The first two baptisms in the new Parish were adult converts, and the first infant baptism was of Daniel David Joseph Murdoch, son of Cyril and Rose, on the 12th November 1944. Julia May Donovan was next – she was the daughter of George and Mary, and was baptised on the 15th December 1944. Two days later, a familiar name appears. Marie Theresa Harrison, daughter of Walter and Doris (Dot) was baptised on 17th December 1944, the sponsors being Cyril Nightingale and Olga Sosich. Pauline Sophia Lipanovich, daughter of Agatha and Vincent, was baptised on the 15th April 1945. Her sponsors were Nicholas Krsinick and Rose Franicevich.
The Parish had purchased the house in Batten Street, now occupied by Mr and Mrs Alan Thomas, so that Father O’Neill could be on hand to supervise the building of the new church.
Within a year, all the effort and generosity saw the first sod turned and a start to the building of Wellsford’s first real Catholic Church.
Shortage of money was not the only difficulty.

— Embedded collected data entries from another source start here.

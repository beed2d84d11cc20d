//! Email/password sign-in form.

use dioxus::prelude::*;

use crate::use_session;

/// Signs in against the identity service and populates the session store.
#[component]
pub fn LoginForm(on_success: EventHandler<()>) -> Element {
    let mut session = use_session();
    let mut email = use_signal(String::new);
    let mut password = use_signal(String::new);
    let mut error = use_signal(|| Option::<String>::None);
    let mut loading = use_signal(|| false);

    let handle_login = move |evt: FormEvent| {
        evt.prevent_default();
        spawn(async move {
            error.set(None);

            let e = email().trim().to_string();
            let p = password();

            if e.is_empty() || !e.contains('@') {
                error.set(Some("Please enter a valid email".to_string()));
                return;
            }
            if p.is_empty() {
                error.set(Some("Please enter your password".to_string()));
                return;
            }

            loading.set(true);
            match api::login(e, p).await {
                Ok(info) => {
                    session.write().sign_in(info);
                    loading.set(false);
                    on_success.call(());
                }
                Err(e) => {
                    tracing::warn!("Sign-in failed: {}", e);
                    loading.set(false);
                    error.set(Some(e.to_string()));
                }
            }
        });
    };

    rsx! {
        form {
            onsubmit: handle_login,
            class: "flex flex-col gap-3 w-full max-w-[320px]",

            if let Some(err) = error() {
                div {
                    class: "px-2.5 py-2.5 bg-red-50 border border-red-200 rounded text-red-600 text-[0.8125rem]",
                    "{err}"
                }
            }

            input {
                class: "w-full px-3 py-2 border border-neutral-300 rounded",
                r#type: "email",
                placeholder: "Email",
                value: email(),
                oninput: move |evt: FormEvent| email.set(evt.value()),
            }

            input {
                class: "w-full px-3 py-2 border border-neutral-300 rounded",
                r#type: "password",
                placeholder: "Password",
                value: password(),
                oninput: move |evt: FormEvent| password.set(evt.value()),
            }

            button {
                class: "w-full px-5 py-2.5 rounded bg-neutral-900 text-white text-[0.9375rem] font-medium disabled:opacity-50",
                r#type: "submit",
                disabled: loading(),
                if loading() { "Signing in..." } else { "Sign in" }
            }
        }
    }
}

In those wartime years, building materials of all types were in very short supply and often of an inferior quality. This became apparent in the late 50s, when the building, less than 15 years old, had to be re-roofed. But that was in the future.
In the meantime, work proceeded, and by June 1945 it was complete. That month, in the presence of 170 people who came from miles around, Bishop Liston opened and blessed the new Church. The building was designed to seat 120 people and the Bishop commented on the generosity of the Curry family in making a free gift of the land. The new Parish was dedicated to Our Lady of Perpetual Help but is more frequently referred to as St Mary’s.
Within a year Pat Snoswell and Betty Farr had come as brides to the new Parish. Coincidentally, they both came from Wellington, old girls of St Mary’s College there.
Betty and Llew had met at the Wellington Catholic Services Club during the War and the Snoswells met at one of the Wellsford Catholic Balls when Pat and her friend made an overnight stop at Wellsford during a train holiday in the north.
There was talk of starting a Wellsford Branch of the Wellington St Mary’s Old Girls Assn when Mary Casey came to the Parish a few years on, another former pupil of that school.